Set down exactly, from the records below, the line with "dataset tree (English)" through the line with "or warnings found.", and nothing else.

=== RECORDS TO USE ===

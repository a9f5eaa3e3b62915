//! Offline preview: renders the page from local dataset files, in every
//! enabled language, without touching the network.
//!
//! Usage: `preview [data-dir]` (defaults to `data/`).

use anyhow::{Context, Result};
use sprint_plan_board::controller::PageController;
use sprint_plan_board::dataset::Dataset;
use sprint_plan_board::i18n::Language;
use sprint_plan_board::render;
use sprint_plan_board::store::DataStore;
use std::path::PathBuf;
use tracing::info;

fn main() -> Result<()> {
    let _ = dotenvy::dotenv();

    tracing_subscriber::fmt()
        .with_env_filter(
            tracing_subscriber::EnvFilter::from_default_env()
                .add_directive("sprint_plan_board=info".parse()?),
        )
        .init();

    let data_dir = std::env::args()
        .nth(1)
        .map(PathBuf::from)
        .unwrap_or_else(|| PathBuf::from("data"));

    info!("Loading datasets from {}", data_dir.display());

    let mut store = DataStore::new();
    for language in Language::enabled() {
        let path = data_dir.join(format!("{}.json", language.code()));
        let dataset = Dataset::load(&path)
            .with_context(|| format!("failed to load {}", path.display()))?;
        store.insert(language, dataset);
    }

    let mut controller = PageController::new(
        store,
        Language::canonical(),
        render::standard_surface(),
    );
    controller.initialize();

    for language in Language::enabled() {
        controller.switch_to(language);
        println!("================ {} ================", language.native_name());
        println!("{}", controller.surface().render_to_string());
    }

    Ok(())
}
//! Resolution metrics and observability module.
//!
//! Missing i18n keys are an expected, frequent condition (raw data fields
//! double as fallback text), so resolution misses are never logged. They are
//! counted here instead, and the report surfaces in the job's debug output.

use serde::Serialize;
use std::sync::atomic::{AtomicUsize, Ordering};
use std::sync::OnceLock;

/// Counters for i18n key resolution.
pub struct ResolutionMetrics {
    /// Number of lookups that produced localized text
    hits: AtomicUsize,

    /// Number of lookups that missed (absent segment or non-text leaf)
    misses: AtomicUsize,

    /// Number of misses where a caller-supplied fallback was used
    fallbacks: AtomicUsize,
}

/// Global metrics instance (initialized lazily)
static METRICS: OnceLock<ResolutionMetrics> = OnceLock::new();

impl ResolutionMetrics {
    /// A fresh, zeroed metrics instance.
    pub fn new() -> Self {
        Self {
            hits: AtomicUsize::new(0),
            misses: AtomicUsize::new(0),
            fallbacks: AtomicUsize::new(0),
        }
    }

    /// Get the global resolution metrics instance.
    pub fn global() -> &'static ResolutionMetrics {
        METRICS.get_or_init(ResolutionMetrics::new)
    }

    /// Record a lookup that produced localized text.
    pub fn record_hit(&self) {
        self.hits.fetch_add(1, Ordering::Relaxed);
    }

    /// Record a lookup that missed.
    pub fn record_miss(&self) {
        self.misses.fetch_add(1, Ordering::Relaxed);
    }

    /// Record a miss that was covered by a fallback value.
    pub fn record_fallback(&self) {
        self.fallbacks.fetch_add(1, Ordering::Relaxed);
    }

    pub fn hits(&self) -> usize {
        self.hits.load(Ordering::Relaxed)
    }

    pub fn misses(&self) -> usize {
        self.misses.load(Ordering::Relaxed)
    }

    pub fn fallbacks(&self) -> usize {
        self.fallbacks.load(Ordering::Relaxed)
    }

    /// Generate a metrics report.
    pub fn report(&self) -> ResolutionReport {
        let hits = self.hits();
        let misses = self.misses();
        let total = hits + misses;
        let hit_rate = if total > 0 {
            (hits as f64 / total as f64) * 100.0
        } else {
            0.0
        };

        ResolutionReport {
            hits,
            misses,
            hit_rate,
            fallbacks: self.fallbacks(),
        }
    }
}

impl Default for ResolutionMetrics {
    fn default() -> Self {
        Self::new()
    }
}

/// Report containing current resolution statistics.
#[derive(Debug, Clone, Serialize)]
pub struct ResolutionReport {
    /// Number of lookups that produced localized text
    pub hits: usize,

    /// Number of lookups that missed
    pub misses: usize,

    /// Hit rate as a percentage (0-100)
    pub hit_rate: f64,

    /// Number of misses covered by a fallback
    pub fallbacks: usize,
}
//! Dataset parity validation module.
//!
//! The two language datasets must be structurally identical: same branches,
//! same array lengths, same numbers; only leaf text is allowed to differ.
//! This module checks a translated dataset against the canonical one and
//! reports divergences, so a hole in the Chinese file shows up in the logs
//! at load time instead of as a silent English fallback on the page.

use serde_json::Value;

/// Validation report containing errors and warnings about a dataset pair.
#[derive(Debug, Clone, PartialEq, Eq)]
pub struct ValidationReport {
    /// Structural divergences (missing branches, type or length mismatches)
    pub errors: Vec<String>,

    /// Non-structural divergences (missing localized text, extra keys,
    /// numeric drift)
    pub warnings: Vec<String>,
}

impl ValidationReport {
    /// Create a new empty validation report
    pub fn new() -> Self {
        Self {
            errors: Vec::new(),
            warnings: Vec::new(),
        }
    }

    /// Check if the report has any errors
    pub fn has_errors(&self) -> bool {
        !self.errors.is_empty()
    }

    /// Check if the report has any warnings
    pub fn has_warnings(&self) -> bool {
        !self.warnings.is_empty()
    }

    /// Check if the report is clean (no errors or warnings)
    pub fn is_clean(&self) -> bool {
        !self.has_errors() && !self.has_warnings()
    }
}

impl Default for ValidationReport {
    fn default() -> Self {
        Self::new()
    }
}

/// Validator for cross-language dataset parity.
pub struct DatasetValidator;

impl DatasetValidator {
    /// Compare a translated dataset tree against the canonical one.
    ///
    /// # Arguments
    /// * `canonical` - The canonical-language dataset tree (English)
    /// * `translated` - The translated dataset tree being checked
    ///
    /// # Returns
    /// A `ValidationReport` containing any errors or warnings found.
    pub fn validate(canonical: &Value, translated: &Value) -> ValidationReport {
        let mut report = ValidationReport::new();
        Self::walk(canonical, translated, "", &mut report);
        report
    }

    fn walk(canonical: &Value, translated: &Value, path: &str, report: &mut ValidationReport) {
        match (canonical, translated) {
            (Value::Object(canon_map), Value::Object(trans_map)) => {
                for (key, canon_value) in canon_map {
                    let child_path = Self::join(path, key);
                    match trans_map.get(key) {
                        Some(trans_value) => {
                            Self::walk(canon_value, trans_value, &child_path, report)
                        }
                        None if canon_value.is_string() => report
                            .warnings
                            .push(format!("missing localized text at '{}'", child_path)),
                        None => report
                            .errors
                            .push(format!("missing branch at '{}'", child_path)),
                    }
                }
                for key in trans_map.keys() {
                    if !canon_map.contains_key(key) {
                        report
                            .warnings
                            .push(format!("extra key at '{}'", Self::join(path, key)));
                    }
                }
            }
            (Value::Array(canon_items), Value::Array(trans_items)) => {
                if canon_items.len() != trans_items.len() {
                    report.errors.push(format!(
                        "length mismatch at '{}': canonical has {}, translation has {}",
                        path,
                        canon_items.len(),
                        trans_items.len()
                    ));
                }
                for (index, (canon_item, trans_item)) in
                    canon_items.iter().zip(trans_items.iter()).enumerate()
                {
                    let child_path = Self::join(path, &index.to_string());
                    Self::walk(canon_item, trans_item, &child_path, report);
                }
            }
            // Leaf text is the one thing allowed to differ
            (Value::String(_), Value::String(_)) => {}
            (Value::Number(canon_num), Value::Number(trans_num)) => {
                if canon_num != trans_num {
                    report.warnings.push(format!(
                        "numeric drift at '{}': canonical {}, translation {}",
                        path, canon_num, trans_num
                    ));
                }
            }
            (Value::Bool(canon_bool), Value::Bool(trans_bool)) => {
                if canon_bool != trans_bool {
                    report.warnings.push(format!(
                        "boolean drift at '{}': canonical {}, translation {}",
                        path, canon_bool, trans_bool
                    ));
                }
            }
            (Value::Null, Value::Null) => {}
            _ => report.errors.push(format!(
                "type mismatch at '{}': canonical is {}, translation is {}",
                path,
                Self::kind(canonical),
                Self::kind(translated)
            )),
        }
    }

    fn join(path: &str, key: &str) -> String {
        if path.is_empty() {
            key.to_string()
        } else {
            format!("{}.{}", path, key)
        }
    }

    fn kind(value: &Value) -> &'static str {
        match value {
            Value::Null => "null",
            Value::Bool(_) => "bool",
            Value::Number(_) => "number",
            Value::String(_) => "string",
            Value::Array(_) => "array",
            Value::Object(_) => "object",
        }
    }
}

#[cfg(test)]
mod tests {
    use super::*;
    use serde_json::json;

    // ==================== Clean Pair Tests ====================

    #[test]
    fn test_identical_shape_is_clean() {
        let canonical = json!({
            "team": { "title": "Team", "roles": { "Developer": "Engineer" } },
            "metrics": { "team_capacity": 100 }
        });
        let translated = json!({
            "team": { "title": "团队", "roles": { "Developer": "工程师" } },
            "metrics": { "team_capacity": 100 }
        });

        let report = DatasetValidator::validate(&canonical, &translated);
        assert!(report.is_clean());
    }

    #[test]
    fn test_differing_text_is_allowed() {
        let canonical = json!({ "title": "Sprint Plan" });
        let translated = json!({ "title": "冲刺计划" });

        let report = DatasetValidator::validate(&canonical, &translated);
        assert!(report.is_clean());
    }

    // ==================== Warning Tests ====================

    #[test]
    fn test_missing_string_leaf_is_warning() {
        let canonical = json!({ "roles": { "Developer": "Engineer", "QA": "Tester" } });
        let translated = json!({ "roles": { "Developer": "工程师" } });

        let report = DatasetValidator::validate(&canonical, &translated);
        assert!(!report.has_errors());
        assert_eq!(report.warnings.len(), 1);
        assert!(report.warnings[0].contains("roles.QA"));
    }

    #[test]
    fn test_extra_key_is_warning() {
        let canonical = json!({ "title": "Team" });
        let translated = json!({ "title": "团队", "subtitle": "多余" });

        let report = DatasetValidator::validate(&canonical, &translated);
        assert!(!report.has_errors());
        assert!(report.warnings.iter().any(|w| w.contains("subtitle")));
    }

    #[test]
    fn test_numeric_drift_is_warning() {
        let canonical = json!({ "metrics": { "team_capacity": 100 } });
        let translated = json!({ "metrics": { "team_capacity": 120 } });

        let report = DatasetValidator::validate(&canonical, &translated);
        assert!(!report.has_errors());
        assert!(report.warnings[0].contains("team_capacity"));
    }

    // ==================== Error Tests ====================

    #[test]
    fn test_missing_branch_is_error() {
        let canonical = json!({ "team": { "roles": { "Developer": "Engineer" } } });
        let translated = json!({});

        let report = DatasetValidator::validate(&canonical, &translated);
        assert!(report.has_errors());
        assert!(report.errors[0].contains("team"));
    }

    #[test]
    fn test_type_mismatch_is_error() {
        let canonical = json!({ "roles": { "Developer": "Engineer" } });
        let translated = json!({ "roles": "Engineer" });

        let report = DatasetValidator::validate(&canonical, &translated);
        assert!(report.has_errors());
        assert!(report.errors[0].contains("type mismatch"));
    }

    #[test]
    fn test_array_length_mismatch_is_error() {
        let canonical = json!({ "points": [{ "title": "a" }, { "title": "b" }] });
        let translated = json!({ "points": [{ "title": "一" }] });

        let report = DatasetValidator::validate(&canonical, &translated);
        assert!(report.has_errors());
        assert!(report.errors[0].contains("length mismatch"));
    }

    #[test]
    fn test_nested_paths_in_messages() {
        let canonical = json!({ "a": { "b": { "c": "text" } } });
        let translated = json!({ "a": { "b": {} } });

        let report = DatasetValidator::validate(&canonical, &translated);
        assert!(report.warnings.iter().any(|w| w.contains("a.b.c")));
    }
}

===

▸ **REPLY**:
    /// * `canonical` - The canonical-language dataset tree (English)
    /// * `translated` - The translated dataset tree being checked
    ///
    /// # Returns
    /// A `ValidationReport` containing any errors or warnings found.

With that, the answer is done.